Steve Wittenberg, director of wealth planning at SEI in Oaks, Pa., Has followed the proposed tax changes to provide information to his company’s clients.

“Even with these changes, Roth conversions remain very attractive,” he says.

Cindy Turoski, managing partner at Bonadio Wealth Advisors in Albany, New York, says her firm encourages clients who make Roth backdoor conversions for this year to act by December 31, rather than wait until April 15. Converting earlier can give account owners more time to pay taxes, which are not due until tax day the following year. In other words, taxes for a Roth conversion in December 2021 would not be due until April 2023.

She also urges clients with after-tax money in a 401 (k) plan that also offers a Roth account to convert that balance to the Roth account by the end of the year. In this way, she says, “the future income on that money can grow tax-free.”

Contribution limits

In 2022, the IRS will allow savers to contribute an additional $ 1,000 per year to a qualifying account such as a 401 (k), 403 (b), or 457 account. This means employees can contribute up to 20,500 $ next year. The increases are intended to take into account a rise in inflation in 2021.

The catch-up contribution limit for people aged 50 and over remains at $ 6,500. This means that workers over 50 can defer income tax up to $ 27,000 under their eligible employer-sponsored plans.

Further, says Turoski, “the limit on total employer and employee contributions to these plans has been increased from $ 58,000 to $ 61,000, so more can be allocated to these plans.”

David Anderson, co-owner and managing partner of Moneywise in Bakersfield, Calif., Emphasizes the need for retirement savers to keep up with these changes.

“One of the most important things an investor can do for the future is to make sure that their contributions to their retirement accounts increase over time,” he says, adding that “it is up to the investor. investor to make these changes to their Accounts. “

Donation tax

“One major change we focused on is increasing the estate exemption for inflation,” Wittenberg said.

It refers to an area of ​​the tax code that affects wealthy Americans, which is raised to $ 12.06 million from $ 11.7 million per individual for 2022. A married couple can now protect a total of 24.12 millions of dollars in federal inheritance or gift taxes.

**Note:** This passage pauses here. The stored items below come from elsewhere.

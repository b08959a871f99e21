// ⚙️ Configuration - Runtime settings from flags and environment
//
// Every setting has a flag and an environment variable; the flag wins.

use crate::audit::DEFAULT_REVIEWER;
use crate::fixtures::{demo_store, load_seed};
use crate::store::RecordStore;
use anyhow::{anyhow, Result};
use clap::Args;
use std::path::PathBuf;
use tracing_subscriber::EnvFilter;

pub const DEFAULT_LOG_FILTER: &str = "crm_reconcile=info";

#[derive(Debug, Clone, PartialEq, Eq, Args)]
pub struct ReviewConfig {
    /// Seed file to load instead of the built-in demo data
    #[arg(long = "seed", env = "CRM_SEED", global = true)]
    pub seed_path: Option<PathBuf>,

    /// Name recorded as the actor on review journal entries
    #[arg(long, env = "CRM_REVIEWER", default_value = DEFAULT_REVIEWER, global = true)]
    pub reviewer: String,

    /// tracing filter directive (e.g. "crm_reconcile=debug")
    #[arg(long = "log", env = "CRM_LOG", default_value = DEFAULT_LOG_FILTER, global = true)]
    pub log_filter: String,
}

impl Default for ReviewConfig {
    fn default() -> Self {
        ReviewConfig {
            seed_path: None,
            reviewer: DEFAULT_REVIEWER.to_string(),
            log_filter: DEFAULT_LOG_FILTER.to_string(),
        }
    }
}

impl ReviewConfig {
    /// Load the configured seed and stamp the reviewer on the journal
    pub fn load_store(&self) -> Result<RecordStore> {
        let mut store = match &self.seed_path {
            Some(path) => load_seed(path)?,
            None => demo_store()?,
        };
        store.journal.set_actor(self.reviewer.as_str());
        Ok(store)
    }
}

/// Install the global fmt subscriber, logging to stderr
pub fn init_logging(filter: &str) -> Result<()> {
    let filter = EnvFilter::try_new(filter)
        .map_err(|e| anyhow!("Invalid log filter '{}': {}", filter, e))?;

    tracing_subscriber::fmt()
        .with_env_filter(filter)
        .with_target(false)
        .with_writer(std::io::stderr)
        .try_init()
        .map_err(|e| anyhow!("Failed to install logger: {}", e))
}

#[cfg(test)]
mod tests {
    use super::*;
    use clap::{CommandFactory, FromArgMatches, Parser};

    #[derive(Parser)]
    struct TestCli {
        #[command(flatten)]
        config: ReviewConfig,
    }

    /// Parse with environment fallbacks switched off, so CRM_* variables in
    /// the shell running the tests cannot leak in
    fn parse_without_env(args: &[&str]) -> TestCli {
        let command = ["seed_path", "reviewer", "log_filter"]
            .into_iter()
            .fold(TestCli::command(), |command, id| {
                command.mut_arg(id, |arg| arg.env(None::<&'static str>))
            });
        let matches = command.try_get_matches_from(args.iter().copied()).unwrap();
        TestCli::from_arg_matches(&matches).unwrap()
    }

    #[test]
    fn test_defaults() {
        let cli = parse_without_env(&["crm"]);
        assert_eq!(cli.config.seed_path, None);
        assert_eq!(cli.config.reviewer, DEFAULT_REVIEWER);
        assert_eq!(cli.config.log_filter, DEFAULT_LOG_FILTER);
    }

    #[test]
    fn test_flags_override() {
        let cli = TestCli::try_parse_from([
            "crm",
            "--seed",
            "/tmp/seed.json",
            "--reviewer",
            "ayse",
            "--log",
            "debug",
        ])
        .unwrap();
        assert_eq!(cli.config.seed_path, Some(PathBuf::from("/tmp/seed.json")));
        assert_eq!(cli.config.reviewer, "ayse");
        assert_eq!(cli.config.log_filter, "debug");
    }

    #[test]
    fn test_load_store_stamps_reviewer() {
        let config = ReviewConfig {
            reviewer: "mehmet".to_string(),
            ..ReviewConfig::default()
        };
        let store = config.load_store().unwrap();
        assert_eq!(store.journal.actor(), "mehmet");
    }

    #[test]
    fn test_invalid_log_filter() {
        assert!(init_logging("crm_reconcile=notalevel").is_err());
    }
}
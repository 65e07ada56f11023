//! UI rendering for the TUI

use gene::view_state::FormRow;
use gene::{render_command_line, FieldId, FieldKind, Tab, API_MODULES};
use ratatui::{
    prelude::*,
    widgets::{Block, Borders, Paragraph, Tabs, Wrap},
};

use super::app::{App, StatusLevel};
use crate::cli::output::format_duration;

/// Draw the entire UI
pub fn draw(frame: &mut Frame, app: &App) {
    let chunks = Layout::default()
        .direction(Direction::Vertical)
        .constraints([
            Constraint::Length(3), // Tabs
            Constraint::Min(0),    // Form
            Constraint::Length(4), // Command preview
            Constraint::Length(3), // Footer/status
        ])
        .split(frame.area());

    draw_tabs(frame, app, chunks[0]);
    draw_form(frame, app, chunks[1]);
    draw_preview(frame, app, chunks[2]);
    draw_footer(frame, app, chunks[3]);
}

fn draw_tabs(frame: &mut Frame, app: &App, area: Rect) {
    let titles: Vec<Line> = Tab::ALL
        .iter()
        .enumerate()
        .map(|(idx, tab)| Line::from(format!(" {} {} ", idx + 1, tab.title())))
        .collect();

    let tabs = Tabs::new(titles)
        .select(app.tab.index())
        .block(Block::default().borders(Borders::ALL).title(" GeNe "))
        .style(Style::default().fg(Color::DarkGray))
        .highlight_style(Style::default().fg(Color::Cyan).bold());
    frame.render_widget(tabs, area);
}

fn draw_form(frame: &mut Frame, app: &App, area: Rect) {
    let rows = app.rows();
    let mut lines: Vec<Line> = Vec::with_capacity(rows.len() * 2);

    for (idx, row) in rows.iter().enumerate() {
        let selected = idx == app.selected;
        let marker = if selected { "> " } else { "  " };
        let label_style = if selected {
            Style::default().fg(Color::Cyan).bold()
        } else {
            Style::default()
        };

        match row {
            FormRow::ShowApiMethods => {
                lines.push(Line::from(vec![
                    Span::raw(marker),
                    Span::raw(checkbox(app.show_api_methods)),
                    Span::styled("Show HTTP & WS API methods", label_style),
                ]));
            }
            FormRow::Field(field) => {
                lines.push(field_line(app, *field, marker, label_style, selected));
            }
        }
    }

    if lines.is_empty() {
        lines.push(Line::from(Span::styled(
            "Nothing to configure here.",
            Style::default().fg(Color::DarkGray),
        )));
    }

    // Keep the selected row on screen.
    let height = area.height.saturating_sub(2) as usize;
    let scroll = app.selected.saturating_sub(height.saturating_sub(1));

    let form = Paragraph::new(lines)
        .block(Block::default().borders(Borders::ALL).title(format!(" {} ", app.tab.title())))
        .scroll((scroll as u16, 0));
    frame.render_widget(form, area);
}

fn field_line<'a>(
    app: &'a App,
    field: FieldId,
    marker: &'a str,
    label_style: Style,
    selected: bool,
) -> Line<'a> {
    let mut spans = vec![Span::raw(marker)];

    match field.kind() {
        FieldKind::Toggle => {
            spans.push(Span::raw(checkbox(app.form.toggled(field))));
            spans.push(Span::styled(field.label(), label_style));
        }
        FieldKind::Text => {
            spans.push(Span::styled(field.label(), label_style));
            spans.push(Span::raw(": "));
            let value = app.form.text(field);
            if selected && app.editing {
                spans.push(Span::styled(
                    format!("{}_", value),
                    Style::default().fg(Color::Yellow),
                ));
            } else if value.is_empty() {
                spans.push(Span::styled("(node default)", Style::default().fg(Color::DarkGray)));
            } else {
                spans.push(Span::raw(value));
            }
        }
        FieldKind::List => {
            spans.push(Span::styled(field.label(), label_style));
            spans.push(Span::raw(": "));
            let chosen = app.form.list(field);
            for (idx, module) in API_MODULES.iter().enumerate() {
                let on = chosen.iter().any(|m| m == module);
                let mut style = if on {
                    Style::default().fg(Color::Green)
                } else {
                    Style::default().fg(Color::DarkGray)
                };
                if selected && idx == app.module_cursor {
                    style = style.add_modifier(Modifier::REVERSED);
                }
                spans.push(Span::styled(format!("{}{}", checkbox(on), module), style));
                spans.push(Span::raw(" "));
            }
        }
    }

    Line::from(spans)
}

fn checkbox(on: bool) -> &'static str {
    if on {
        "[x] "
    } else {
        "[ ] "
    }
}

fn draw_preview(frame: &mut Frame, app: &App, area: Rect) {
    let command = render_command_line(&app.geth().display().to_string(), &app.preview);
    let preview = Paragraph::new(command)
        .style(Style::default().fg(Color::Gray))
        .wrap(Wrap { trim: false })
        .block(Block::default().borders(Borders::ALL).title(" Command "));
    frame.render_widget(preview, area);
}

fn draw_footer(frame: &mut Frame, app: &App, area: Rect) {
    let node = match &app.node {
        Some(node) => Span::styled(
            format!(" node pid {} up {} ", node.pid(), format_duration(node.uptime())),
            Style::default().fg(Color::Green),
        ),
        None => Span::styled(" node stopped ", Style::default().fg(Color::DarkGray)),
    };

    let message = match &app.status {
        Some(status) => {
            let color = match status.level {
                StatusLevel::Info => Color::Cyan,
                StatusLevel::Warn => Color::Yellow,
            };
            Span::styled(format!(" {} ", status.text), Style::default().fg(color))
        }
        None if app.editing => Span::styled(
            " [Enter] Done  [Ctrl+U] Clear  [Ctrl+S] Start ",
            Style::default().fg(Color::DarkGray),
        ),
        None => Span::styled(
            " [Tab/1-4] Tabs  [j/k] Move  [Enter/Space] Edit  [h/l] Module  [s] Start  [x] Stop  [q] Quit ",
            Style::default().fg(Color::DarkGray),
        ),
    };

    let footer = Paragraph::new(Line::from(vec![node, message]))
        .block(Block::default().borders(Borders::TOP));
    frame.render_widget(footer, area);
}
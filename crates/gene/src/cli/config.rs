//! Configuration paths for GeNe
//!
//! Simple path resolution with sensible defaults.
//! Logs live under ~/.gene/ unless GENE_HOME says otherwise.

use crate::cli::output::{print_json, print_table};
use anyhow::Result;
use clap::Args;
use gene::{process_name_for, NodeLauncher};
use serde::Serialize;
use std::path::{Path, PathBuf};

pub use gene_logging::{gene_home, logs_dir, node_log_path};

/// Environment variable selecting the node executable.
pub const GETH_ENV: &str = "GETH";

/// Node executable used when GETH is unset: a sibling of the working directory.
pub const DEFAULT_GETH_PATH: &str = "../geth";

/// Arguments for the config command
#[derive(Debug, Args)]
pub struct ConfigArgs {
    /// Show resolved settings in JSON format
    #[arg(long)]
    pub json: bool,
}

#[derive(Debug, Serialize)]
struct ResolvedConfig {
    geth: String,
    geth_resolved: Option<PathBuf>,
    process_name: Option<String>,
    home: PathBuf,
    logs: PathBuf,
    node_log: PathBuf,
}

fn resolve(geth: &Path) -> ResolvedConfig {
    ResolvedConfig {
        geth: geth.display().to_string(),
        geth_resolved: NodeLauncher::new(geth).resolve_binary().ok(),
        process_name: process_name_for(geth),
        home: gene_home(),
        logs: logs_dir(),
        node_log: node_log_path(),
    }
}

/// Run the config command - shows resolved settings
pub fn run(geth: &Path, args: ConfigArgs) -> Result<()> {
    let resolved = resolve(geth);

    if args.json {
        return print_json(&resolved);
    }

    let geth_status = match &resolved.geth_resolved {
        Some(path) => format!("found at {}", path.display()),
        None => "not found".to_string(),
    };

    print_table(
        &["SETTING", "VALUE"],
        vec![
            vec![format!("Node binary (${})", GETH_ENV), resolved.geth.clone()],
            vec!["Node binary status".to_string(), geth_status],
            vec![
                "Process name".to_string(),
                resolved.process_name.clone().unwrap_or_else(|| "-".to_string()),
            ],
            vec!["Home".to_string(), resolved.home.display().to_string()],
            vec!["Logs".to_string(), resolved.logs.display().to_string()],
            vec!["Node log (tui)".to_string(), resolved.node_log.display().to_string()],
        ],
    );
    Ok(())
}
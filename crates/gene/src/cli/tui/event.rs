//! Terminal events for the TUI
//!
//! A reader thread polls crossterm and forwards keys, resizes and ticks
//! over a channel; the async loop awaits them. The thread stops once the
//! handler is dropped.

use crossterm::event::{self, Event as CrosstermEvent, KeyEvent};
use std::time::Duration;
use tokio::sync::mpsc;

/// Application events
#[derive(Debug)]
pub enum Event {
    Key(KeyEvent),
    /// No input within one tick period
    Tick,
    Resize(u16, u16),
}

pub struct EventHandler {
    rx: mpsc::UnboundedReceiver<Event>,
}

impl EventHandler {
    pub fn new(tick_rate: Duration) -> Self {
        let (tx, rx) = mpsc::unbounded_channel();

        std::thread::spawn(move || loop {
            let next = match event::poll(tick_rate) {
                Ok(true) => match event::read() {
                    Ok(CrosstermEvent::Key(key)) => Event::Key(key),
                    Ok(CrosstermEvent::Resize(w, h)) => Event::Resize(w, h),
                    _ => Event::Tick,
                },
                Ok(false) => Event::Tick,
                Err(_) => {
                    std::thread::sleep(tick_rate);
                    Event::Tick
                }
            };
            if tx.send(next).is_err() {
                break;
            }
        });

        Self { rx }
    }

    pub async fn next(&mut self) -> Event {
        self.rx.recv().await.unwrap_or(Event::Tick)
    }
}

#[cfg(test)]
mod tests {
    use super::*;

    #[tokio::test]
    async fn test_ticks_arrive_without_input() {
        let mut events = EventHandler::new(Duration::from_millis(10));
        let event = tokio::time::timeout(Duration::from_secs(5), events.next())
            .await
            .unwrap();
        assert!(matches!(event, Event::Tick | Event::Key(_) | Event::Resize(_, _)));
    }
}
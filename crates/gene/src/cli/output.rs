//! Output formatting utilities for CLI commands

use comfy_table::{presets::UTF8_FULL_CONDENSED, Cell, Color, ContentArrangement, Table};
use serde::Serialize;
use std::time::Duration;

/// Print a table with a styled header row
pub fn print_table(headers: &[&str], rows: Vec<Vec<String>>) {
    println!("{}", build_table(headers, rows));
}

fn build_table(headers: &[&str], rows: Vec<Vec<String>>) -> Table {
    let mut table = Table::new();
    table
        .load_preset(UTF8_FULL_CONDENSED)
        .set_content_arrangement(ContentArrangement::Dynamic);

    let header_cells: Vec<Cell> = headers
        .iter()
        .map(|h| Cell::new(h).fg(Color::Cyan))
        .collect();
    table.set_header(header_cells);

    for row in rows {
        table.add_row(row);
    }

    table
}

/// Pretty-print a value as JSON on stdout
pub fn print_json<T: Serialize>(value: &T) -> anyhow::Result<()> {
    println!("{}", serde_json::to_string_pretty(value)?);
    Ok(())
}

/// Format a duration as a short human-readable string
///
/// Examples:
/// - 45s -> "45s"
/// - 125s -> "2m 5s"
/// - 3700s -> "1h 1m"
pub fn format_duration(duration: Duration) -> String {
    let secs = duration.as_secs();
    if secs < 60 {
        format!("{}s", secs)
    } else if secs < 3600 {
        format!("{}m {}s", secs / 60, secs % 60)
    } else {
        format!("{}h {}m", secs / 3600, (secs % 3600) / 60)
    }
}
//! Helpful error types for CLI commands
//!
//! Every error includes:
//! - What went wrong
//! - Context about the situation
//! - Suggestions for how to fix it

use gene::LaunchError;
use std::fmt;
use std::path::Path;

/// An error with helpful context and suggestions
#[derive(Debug)]
pub struct HelpfulError {
    /// The main error message
    pub message: String,
    /// Additional context about what was happening
    pub context: Option<String>,
    /// Suggestions for how to fix the error
    pub suggestions: Vec<String>,
}

impl HelpfulError {
    /// Create a new helpful error
    pub fn new(message: impl Into<String>) -> Self {
        Self {
            message: message.into(),
            context: None,
            suggestions: Vec::new(),
        }
    }

    /// Add context to the error
    pub fn with_context(mut self, context: impl Into<String>) -> Self {
        self.context = Some(context.into());
        self
    }

    /// Add a suggestion for fixing the error
    pub fn with_suggestion(mut self, suggestion: impl Into<String>) -> Self {
        self.suggestions.push(suggestion.into());
        self
    }

    /// Add multiple suggestions
    pub fn with_suggestions(
        mut self,
        suggestions: impl IntoIterator<Item = impl Into<String>>,
    ) -> Self {
        self.suggestions
            .extend(suggestions.into_iter().map(|s| s.into()));
        self
    }

    // === Common error constructors ===

    /// Node binary does not exist
    pub fn binary_not_found(path: &Path) -> Self {
        Self::new(format!("Node binary not found: {}", path.display()))
            .with_context("GeNe launches an existing geth executable; it does not ship one")
            .with_suggestions([
                format!("TRY: Check that the file exists: ls -la {}", path.display()),
                "TRY: Point GeNe at geth: GETH=/path/to/geth gene start".to_string(),
                "TRY: Pass it explicitly: gene --geth /path/to/geth start".to_string(),
            ])
    }

    /// Binary exists but could not be started
    pub fn spawn_failed(path: &Path, reason: &str) -> Self {
        Self::new(format!("Failed to start node: {}", path.display()))
            .with_context(reason.to_string())
            .with_suggestions([
                format!("TRY: Check the file is executable: chmod +x {}", path.display()),
                format!("TRY: Run it by hand to see the error: {} version", path.display()),
            ])
    }

    /// Log file for node output could not be opened
    pub fn node_log_unavailable(path: &Path, reason: &str) -> Self {
        Self::new(format!("Cannot open node log: {}", path.display()))
            .with_context(reason.to_string())
            .with_suggestions([
                "TRY: Set GENE_HOME to a writable directory".to_string(),
                format!("TRY: Check permissions: ls -la {}", path.display()),
            ])
    }

    /// No name to kill by
    pub fn no_process_name(path: &Path) -> Self {
        Self::new(format!("Cannot derive a process name from: {}", path.display()))
            .with_context("Name-based stop needs the binary's file name")
            .with_suggestion("TRY: Name it explicitly: gene stop --name geth")
    }
}

impl From<LaunchError> for HelpfulError {
    fn from(err: LaunchError) -> Self {
        match &err {
            LaunchError::BinaryNotFound(path) => HelpfulError::binary_not_found(path),
            LaunchError::Spawn { binary, source } => {
                HelpfulError::spawn_failed(binary, &source.to_string())
            }
            LaunchError::LogFile { path, source } => {
                HelpfulError::node_log_unavailable(path, &source.to_string())
            }
        }
    }
}

impl fmt::Display for HelpfulError {
    fn fmt(&self, f: &mut fmt::Formatter<'_>) -> fmt::Result {
        writeln!(f, "ERROR: {}", self.message)?;

        if let Some(ctx) = &self.context {
            writeln!(f, "CONTEXT: {}", ctx)?;
        }

        if !self.suggestions.is_empty() {
            writeln!(f)?;
            for suggestion in &self.suggestions {
                writeln!(f, "  {}", suggestion)?;
            }
        }

        Ok(())
    }
}

impl std::error::Error for HelpfulError {}

/// Machine-readable form of an error, for `--json` commands.
pub fn error_json(err: &anyhow::Error) -> serde_json::Value {
    match err.downcast_ref::<HelpfulError>() {
        Some(helpful) => serde_json::json!({
            "error": helpful.message,
            "context": helpful.context,
            "suggestions": helpful.suggestions,
        }),
        None => serde_json::json!({
            "error": format!("{:#}", err),
            "context": null,
            "suggestions": [],
        }),
    }
}

/// Print an error as JSON on stdout.
pub fn print_json_error(err: &anyhow::Error) {
    let value = error_json(err);
    match serde_json::to_string_pretty(&value) {
        Ok(text) => println!("{}", text),
        Err(_) => eprintln!("{:#}", err),
    }
}

#[cfg(test)]
mod tests {
    use super::*;
    use std::io;
    use std::path::PathBuf;

    #[test]
    fn test_helpful_error_display() {
        let err = HelpfulError::new("Something went wrong")
            .with_context("While starting the node")
            .with_suggestion("Try again");

        let display = format!("{}", err);
        assert!(display.contains("ERROR: Something went wrong"));
        assert!(display.contains("CONTEXT: While starting the node"));
        assert!(display.contains("Try again"));
    }

    #[test]
    fn test_binary_not_found_mentions_env_var() {
        let err: HelpfulError =
            LaunchError::BinaryNotFound(PathBuf::from("/nonexistent/geth")).into();

        let display = format!("{}", err);
        assert!(display.contains("/nonexistent/geth"));
        assert!(display.contains("GETH="));
        assert!(display.contains("TRY:"));
    }

    #[test]
    fn test_spawn_failure_carries_os_reason() {
        let err: HelpfulError = LaunchError::Spawn {
            binary: PathBuf::from("./geth"),
            source: io::Error::new(io::ErrorKind::PermissionDenied, "Permission denied"),
        }
        .into();

        assert_eq!(err.context.as_deref(), Some("Permission denied"));
        assert!(err.suggestions.iter().any(|s| s.contains("chmod +x")));
    }

    #[test]
    fn test_error_json_for_helpful_error() {
        let err = anyhow::Error::new(HelpfulError::new("boom").with_suggestion("TRY: again"));
        let value = error_json(&err);
        assert_eq!(value["error"], "boom");
        assert_eq!(value["suggestions"][0], "TRY: again");
    }

    #[test]
    fn test_error_json_for_plain_error() {
        let err = anyhow::anyhow!("plain failure");
        let value = error_json(&err);
        assert_eq!(value["error"], "plain failure");
        assert!(value["context"].is_null());
    }
}
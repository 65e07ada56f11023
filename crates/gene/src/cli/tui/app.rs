//! Application state for the TUI

use crossterm::event::{KeyCode, KeyEvent, KeyEventKind, KeyModifiers};
use gene::view_state::{rows, FormRow};
use gene::{
    build_arguments, collect_snapshot, process_name_for, FieldId, FieldKind, FormMode,
    NodeHandle, NodeLauncher, Tab, API_MODULES,
};
use std::path::PathBuf;
use std::time::Duration;
use tracing::{info, warn};

use super::form::FormState;
use super::TuiArgs;
use crate::cli::error::HelpfulError;

/// Severity of the footer message
#[derive(Debug, Clone, Copy, PartialEq, Eq)]
pub enum StatusLevel {
    Info,
    Warn,
}

#[derive(Debug, Clone, PartialEq, Eq)]
pub struct StatusMessage {
    pub level: StatusLevel,
    pub text: String,
}

/// Main application state
pub struct App {
    /// Whether the app is running
    pub running: bool,
    pub tab: Tab,
    /// Selected row on the current tab
    pub selected: usize,
    /// Highlighted module on a list row
    pub module_cursor: usize,
    /// Text input mode for the selected row
    pub editing: bool,
    /// "Show HTTP & WS API methods" switch
    pub show_api_methods: bool,
    pub form: FormState,
    /// Node arguments for the current form, rebuilt on every change
    pub preview: Vec<String>,
    pub status: Option<StatusMessage>,
    pub node: Option<NodeHandle>,
    geth: PathBuf,
    launcher: NodeLauncher,
    grace: Duration,
    kill_by_name_on_exit: bool,
}

impl App {
    pub fn new(args: TuiArgs, geth: PathBuf, launcher: NodeLauncher) -> Self {
        let mut app = Self {
            running: true,
            tab: Tab::Basic,
            selected: 0,
            module_cursor: 0,
            editing: false,
            show_api_methods: false,
            form: FormState::new(),
            preview: Vec::new(),
            status: None,
            node: None,
            geth,
            launcher,
            grace: Duration::from_secs(args.grace_secs),
            kill_by_name_on_exit: args.kill_by_name_on_exit,
        };
        app.refresh();
        app
    }

    pub fn geth(&self) -> &std::path::Path {
        &self.geth
    }

    pub fn mode(&self) -> FormMode {
        self.form.mode(self.show_api_methods)
    }

    pub fn rows(&self) -> Vec<FormRow> {
        rows(self.tab, self.mode())
    }

    pub fn selected_row(&self) -> Option<FormRow> {
        self.rows().get(self.selected).copied()
    }

    fn selected_field(&self) -> Option<FieldId> {
        match self.selected_row() {
            Some(FormRow::Field(field)) => Some(field),
            _ => None,
        }
    }

    /// Recompute derived state after any change.
    fn refresh(&mut self) {
        let count = self.rows().len();
        if self.selected >= count {
            self.selected = count.saturating_sub(1);
        }
        self.preview = build_arguments(&collect_snapshot(&self.form));
    }

    fn set_status(&mut self, level: StatusLevel, text: impl Into<String>) {
        self.status = Some(StatusMessage {
            level,
            text: text.into(),
        });
    }

    /// Handle a key press.
    ///
    /// Errors are fatal: a node that cannot be spawned ends the session.
    pub fn handle_key(&mut self, key: KeyEvent) -> anyhow::Result<()> {
        if key.kind != KeyEventKind::Press {
            return Ok(());
        }

        if key.code == KeyCode::Char('c') && key.modifiers.contains(KeyModifiers::CONTROL) {
            self.running = false;
            return Ok(());
        }

        if key.code == KeyCode::Char('s') && key.modifiers.contains(KeyModifiers::CONTROL) {
            self.editing = false;
            return self.start_node();
        }

        if self.editing {
            self.handle_edit_key(key);
        } else {
            self.handle_nav_key(key)?;
        }
        self.refresh();
        Ok(())
    }

    fn handle_edit_key(&mut self, key: KeyEvent) {
        let Some(field) = self.selected_field() else {
            self.editing = false;
            return;
        };

        match key.code {
            KeyCode::Enter | KeyCode::Esc => self.editing = false,
            KeyCode::Backspace => self.form.pop_char(field),
            KeyCode::Char('u') if key.modifiers.contains(KeyModifiers::CONTROL) => {
                self.form.set_text(field, "");
            }
            KeyCode::Char(ch) => self.form.push_char(field, ch),
            _ => {}
        }
    }

    fn handle_nav_key(&mut self, key: KeyEvent) -> anyhow::Result<()> {
        match key.code {
            KeyCode::Char('q') | KeyCode::Esc => self.running = false,
            KeyCode::Tab => self.switch_tab(self.tab.next()),
            KeyCode::BackTab => self.switch_tab(self.tab.prev()),
            KeyCode::Char(ch @ '1'..='4') => {
                let idx = ch as usize - '1' as usize;
                self.switch_tab(Tab::ALL[idx]);
            }
            KeyCode::Down | KeyCode::Char('j') => {
                let count = self.rows().len();
                if self.selected + 1 < count {
                    self.selected += 1;
                    self.module_cursor = 0;
                }
            }
            KeyCode::Up | KeyCode::Char('k') => {
                if self.selected > 0 {
                    self.selected -= 1;
                    self.module_cursor = 0;
                }
            }
            KeyCode::Left | KeyCode::Char('h') => {
                self.module_cursor = self.module_cursor.saturating_sub(1);
            }
            KeyCode::Right | KeyCode::Char('l') => {
                if self.module_cursor + 1 < API_MODULES.len() {
                    self.module_cursor += 1;
                }
            }
            KeyCode::Enter | KeyCode::Char(' ') => self.activate_selected(),
            KeyCode::Char('s') => return self.start_node(),
            KeyCode::Char('x') => self.stop_node(),
            _ => {}
        }
        Ok(())
    }

    fn switch_tab(&mut self, tab: Tab) {
        self.tab = tab;
        self.selected = 0;
        self.module_cursor = 0;
    }

    fn activate_selected(&mut self) {
        match self.selected_row() {
            Some(FormRow::ShowApiMethods) => self.show_api_methods = !self.show_api_methods,
            Some(FormRow::Field(field)) => match field.kind() {
                FieldKind::Text => self.editing = true,
                FieldKind::Toggle => self.form.flip(field),
                FieldKind::List => {
                    if let Some(module) = API_MODULES.get(self.module_cursor) {
                        self.form.toggle_module(field, module);
                    }
                }
            },
            None => {}
        }
    }

    /// Collect the form, build the arguments and start the node.
    pub fn start_node(&mut self) -> anyhow::Result<()> {
        if let Some(node) = &self.node {
            let pid = node.pid();
            self.set_status(
                StatusLevel::Warn,
                format!("Node already running (pid {}); press x to stop it first", pid),
            );
            return Ok(());
        }

        let snapshot = collect_snapshot(&self.form);
        let args = build_arguments(&snapshot);
        info!(
            etherbase = %snapshot.etherbase,
            data_dir = %snapshot.data_dir,
            p2p_port = %snapshot.p2p_port,
            http_port = %snapshot.http_port,
            "Configuring node with user parameters"
        );

        let handle = self.launcher.launch(&args).map_err(HelpfulError::from)?;
        self.set_status(
            StatusLevel::Info,
            format!("Node started (pid {}) with {} arguments", handle.pid(), args.len()),
        );
        self.node = Some(handle);
        Ok(())
    }

    /// Stop the node this session started.
    pub fn stop_node(&mut self) {
        let Some(handle) = self.node.take() else {
            self.set_status(StatusLevel::Warn, "No node running");
            return;
        };

        let pid = handle.pid();
        match handle.terminate(self.grace) {
            Ok(status) => self.set_status(StatusLevel::Info, format!("Node {} stopped: {}", pid, status)),
            Err(err) => {
                warn!(pid, "Failed to stop node: {}", err);
                self.set_status(StatusLevel::Warn, format!("Failed to stop node {}: {}", pid, err));
            }
        }
    }

    /// Periodic update: notice a node that exited by itself.
    pub fn tick(&mut self) {
        let exited = match self.node.as_mut().map(|node| node.try_status()) {
            Some(Ok(Some(status))) => Some(status.to_string()),
            Some(Err(err)) => {
                warn!("Failed to poll node status: {}", err);
                None
            }
            _ => None,
        };

        if let Some(status) = exited {
            self.node = None;
            self.set_status(StatusLevel::Warn, format!("Node exited: {}", status));
        }
    }

    /// Stop our node on the way out; optional name-based sweep afterwards.
    pub fn shutdown(&mut self) {
        if let Some(handle) = self.node.take() {
            let pid = handle.pid();
            if let Err(err) = handle.terminate(self.grace) {
                warn!(pid, "Failed to stop node on exit: {}", err);
            }
        }

        if self.kill_by_name_on_exit {
            match process_name_for(&self.geth) {
                Some(name) => gene::terminate_all(&name),
                None => warn!("No process name for {}; skipping kill-by-name", self.geth.display()),
            }
        }
        info!("Exited");
    }
}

Lisa Featherngill, national director of wealth planning in the Dallas office of Comerica Bank, notes that the increase in the exemption means “almost $ 300,000 in additional assets that a person can dispose of during their lifetime or in their lifetime. death without incurring a 40% transfer tax.

Wittenberg also points to the increase in the annual gift tax exclusion, which will be $ 16,000 per person in 2022, after four years of holding at $ 15,000. He predicts that these changes will trigger new donation initiatives.

“As the estate exemption is increased for inflation in 2022, the current law will end in 2025, which means it is time to use the exemption now before it is halved,” did he declare.